Soñé que dormía en un edificio de noventa y siete pisos, ni uno más, ni uno menos, noventa y siete. Revoltosamente, las copas de los árboles abrigaban las ventanas de tan cerca que no podía dejar de parpadear al oír el impacto del griterío de las hojas sobre el vidrio.
En el sueño, miraba hacia abajo sin toparme con la tierra. Pero lo que es más importante: miraba por la ventana creyendo saberlo todo, creyendo que no había en realidad 97 pisos y que tranquilamente podía dar media vuelta, abrir la puerta, caminar 34 pasos y cruzar del otro lado de la ventana para ver una luz inquieta y mi cama, mi colchón esperando ansiosamente que vuelva a despejarme del todo “semi dios” que me acompaña, incalculable. Ahora pienso que, éste sueño puede ser un trauma de una ex-porteña.
Creyendo que todo sabía, confiaba que del otro lado de la ventana no existía el abismo que separa mi cuarto del mundo conocido-cercano, de los autos, los colectivos, el adoquín, las personas que transitan de noche y la luz alta de los semáforos.
¿Por qué?
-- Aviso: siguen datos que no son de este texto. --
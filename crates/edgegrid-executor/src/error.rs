//! Executor error types.

use thiserror::Error;

/// Failure of one physical action.
///
/// `Transient` and `Timeout` are retried by the caller's retry loop;
/// everything else is surfaced as-is.
#[derive(Debug, Error)]
pub enum ExecutorError {
    #[error("not found: {0}")]
    NotFound(String),

    #[error("already exists: {0}")]
    Conflict(String),

    #[error("refused: {0}")]
    Refused(String),

    #[error("infrastructure failure: {0}")]
    Transient(String),

    #[error("timed out: {0}")]
    Timeout(String),

    #[error("placement error: {0}")]
    Placement(#[from] edgegrid_placement::PlacementError),

    #[error("state store error: {0}")]
    State(#[from] edgegrid_state::StateError),
}

impl ExecutorError {
    pub fn is_retryable(&self) -> bool {
        matches!(self, Self::Transient(_) | Self::Timeout(_))
    }
}

impl From<anyhow::Error> for ExecutorError {
    fn from(e: anyhow::Error) -> Self {
        Self::Transient(format!("{e:#}"))
    }
}

pub type ExecutorResult<T> = Result<T, ExecutorError>;
//! Rule stores.
//!
//! The rule set is owned by an external collaborator; the engine only reads
//! it. A store exposes a freshness token that changes whenever the rule set
//! changes, so callers can keep rules cached between edits.

use std::collections::HashSet;
use std::path::{Path, PathBuf};
use std::sync::RwLock;

use serde::Deserialize;
use sha2::{Digest, Sha256};
use tracing::debug;

use edgegrid_state::EntityKind;

use crate::error::{RulesError, RulesResult};
use crate::rule::Rule;

/// Read-mostly source of rules.
pub trait RuleStore: Send + Sync {
    /// Rules applying to every entity of a kind.
    fn generic_rules(&self, kind: EntityKind) -> RulesResult<Vec<Rule>>;

    /// Rules naming this entity key (host address, container id, service name).
    fn entity_rules(&self, kind: EntityKind, entity: &str) -> RulesResult<Vec<Rule>>;

    /// Changes whenever the rule set changes.
    fn freshness_token(&self) -> RulesResult<String>;
}

#[derive(Deserialize)]
struct RuleFile {
    #[serde(default, rename = "rule")]
    rules: Vec<Rule>,
}

/// Parse and validate a TOML rule set (`[[rule]]` tables).
pub fn parse_rules(content: &str) -> RulesResult<Vec<Rule>> {
    let file: RuleFile = toml::from_str(content).map_err(|e| RulesError::Parse(e.to_string()))?;
    let mut seen = HashSet::new();
    for rule in &file.rules {
        rule.validate()?;
        if !seen.insert(rule.id) {
            return Err(RulesError::Duplicate(rule.id));
        }
    }
    Ok(file.rules)
}

fn generic_of(rules: &[Rule], kind: EntityKind) -> Vec<Rule> {
    rules
        .iter()
        .filter(|r| r.kind == kind && r.is_generic())
        .cloned()
        .collect()
}

fn specific_to(rules: &[Rule], kind: EntityKind, entity: &str) -> Vec<Rule> {
    rules
        .iter()
        .filter(|r| r.kind == kind && r.targets_any(&[entity]))
        .cloned()
        .collect()
}

// ── File store ─────────────────────────────────────────────────────

/// Rules kept in a TOML file edited by the operator.
///
/// The freshness token is the SHA-256 of the file contents.
pub struct FileRuleStore {
    path: PathBuf,
}

impl FileRuleStore {
    pub fn new(path: impl Into<PathBuf>) -> Self {
        Self { path: path.into() }
    }

    pub fn path(&self) -> &Path {
        &self.path
    }

    /// Read, parse and validate the whole file.
    pub fn load(&self) -> RulesResult<Vec<Rule>> {
        let content = std::fs::read_to_string(&self.path)?;
        let rules = parse_rules(&content)?;
        debug!(path = ?self.path, count = rules.len(), "rules loaded");
        Ok(rules)
    }
}

impl RuleStore for FileRuleStore {
    fn generic_rules(&self, kind: EntityKind) -> RulesResult<Vec<Rule>> {
        Ok(generic_of(&self.load()?, kind))
    }

    fn entity_rules(&self, kind: EntityKind, entity: &str) -> RulesResult<Vec<Rule>> {
        Ok(specific_to(&self.load()?, kind, entity))
    }

    fn freshness_token(&self) -> RulesResult<String> {
        let content = std::fs::read(&self.path)?;
        Ok(hex::encode(Sha256::digest(&content)))
    }
}

// ── In-memory store ────────────────────────────────────────────────

/// Rules held in process; the token is a version bumped on every change.
#[derive(Default)]
pub struct MemoryRuleStore {
    inner: RwLock<(u64, Vec<Rule>)>,
}

impl MemoryRuleStore {
    pub fn new(rules: Vec<Rule>) -> RulesResult<Self> {
        let store = Self::default();
        store.replace(rules)?;
        Ok(store)
    }

    /// Swap the whole rule set.
    pub fn replace(&self, rules: Vec<Rule>) -> RulesResult<()> {
        let mut seen = HashSet::new();
        for rule in &rules {
            rule.validate()?;
            if !seen.insert(rule.id) {
                return Err(RulesError::Duplicate(rule.id));
            }
        }
        let mut inner = self.inner.write().unwrap_or_else(|e| e.into_inner());
        inner.0 += 1;
        inner.1 = rules;
        Ok(())
    }

    fn with_rules<T>(&self, f: impl FnOnce(&[Rule]) -> T) -> T {
        let inner = self.inner.read().unwrap_or_else(|e| e.into_inner());
        f(&inner.1)
    }
}

impl RuleStore for MemoryRuleStore {
    fn generic_rules(&self, kind: EntityKind) -> RulesResult<Vec<Rule>> {
        Ok(self.with_rules(|rules| generic_of(rules, kind)))
    }

    fn entity_rules(&self, kind: EntityKind, entity: &str) -> RulesResult<Vec<Rule>> {
        Ok(self.with_rules(|rules| specific_to(rules, kind, entity)))
    }

    fn freshness_token(&self) -> RulesResult<String> {
        let inner = self.inner.read().unwrap_or_else(|e| e.into_inner());
        Ok(inner.0.to_string())
    }
}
Porque creía que si me acercaba a la ventana solo estaría la puerta de salida a un costado y mi jardín riendo a carcajadas. En eso confío y en eso me sostengo para creer en todo, para no rendirme ante el torbellino de ideas sobre noventa y seis pisos que posiblemente existan.
Mi jardín reía a carcajadas entonces, (nuevamente)... y se inclinaba hacia la derecha y hacia la izquierda una y otra vez contra el viento... (pero es el mismo viento el que encuentra el momento preciso para anunciar lo que en cierta forma yo ya sabia): “otra vez te embromamos”, “con tan solo un grito, un paso contra la ventana, un golpe contra el vidrio desde los árboles, y ¡Plum! ¡Creés sabértelas todas! toda cuanta conjetura creías posible aparece como real.
Crees tener la capacidad de inventar el edificio y la resistencia misma, o la necesidad de poder imaginar un intruso merodeando por tu parque sin permiso previo, claro”. Aún sueño que bajo mi ventanal me separan del asfalto noventa y seis pisos. ¡Sueño lo que trato de decirme a mi misma que no es posible! ¡que la realidad no lo contempla! El peso de la vigilia no es agotador, es más bien una elección poco elocuente, que le permite a muchos de nosotros no sentirse el ombligo del mundo por tres horas seguidas: tiempo que aproximadamente tardo cada noche en dormirme, y es a su vez la misma cantidad de tiempo que tardo en cederle la paranoia a algún otro sujeto desconocido que efectivamente no quiera dormirse; don y contra-don.
Si pudiera descreerme de las burlas que los árboles me hacen y de mis propias especulaciones imaginativas, entonces sé que seguiría igualmente creyendo que bajo todo este verdor obscuro de medianoche hay un edificio enorme esperando que yo me sienta su mentora oficial de madrugada.
¿dejar de ser el ombligo del mundo dije? Si! Darle rienda suelta a esa duda medio incoherente con lo que cuasi-oficialmente se sabe que, o se dice que, existe...
Quitarle por tres horas todo peso a las decisiones que creo estar tomando y permitirme darle trascendencia a ese otro viejo y desconocido adulador, imaginado y deseado ensueño... En sueño que, principalmente, es el producto del tiempo que me separa del “que descanses” y el descanso en sí mismo.
Es, digamos, la creencia en que todo es posible, en que puedo inventar el mecanismo para que pensar demasiado las cosas resulte interesante o al menos gracioso... no ya tan inútil como cuando creemos que esas decisiones que debemos tomar hay que reflexionarlas menos. En este momento ocurre todo lo contrario. Puesto que si encuentro un “para qué” entonces pensar mucho las cosas quizás resulte atractivo, y no ya un peso que solo te quitaría de encima “el actuar”. Lo perturbánte se modelaría de tal manera, que invariablemente se inclinaría hacia la verosimilitud. Entonces, nace la posibilidad de aceptar las ideas que corren bajo el manto de la vigilia, cosa poco permitida durante el resto del día, en el que convivimos con los otros y con todos los que somos nosotros.
“Quiero hacer, monstruos imposibles”, de fondo suena el ultra hit de Ray Bradbury calmando los ánimos botánicos del otro lado de la ventana.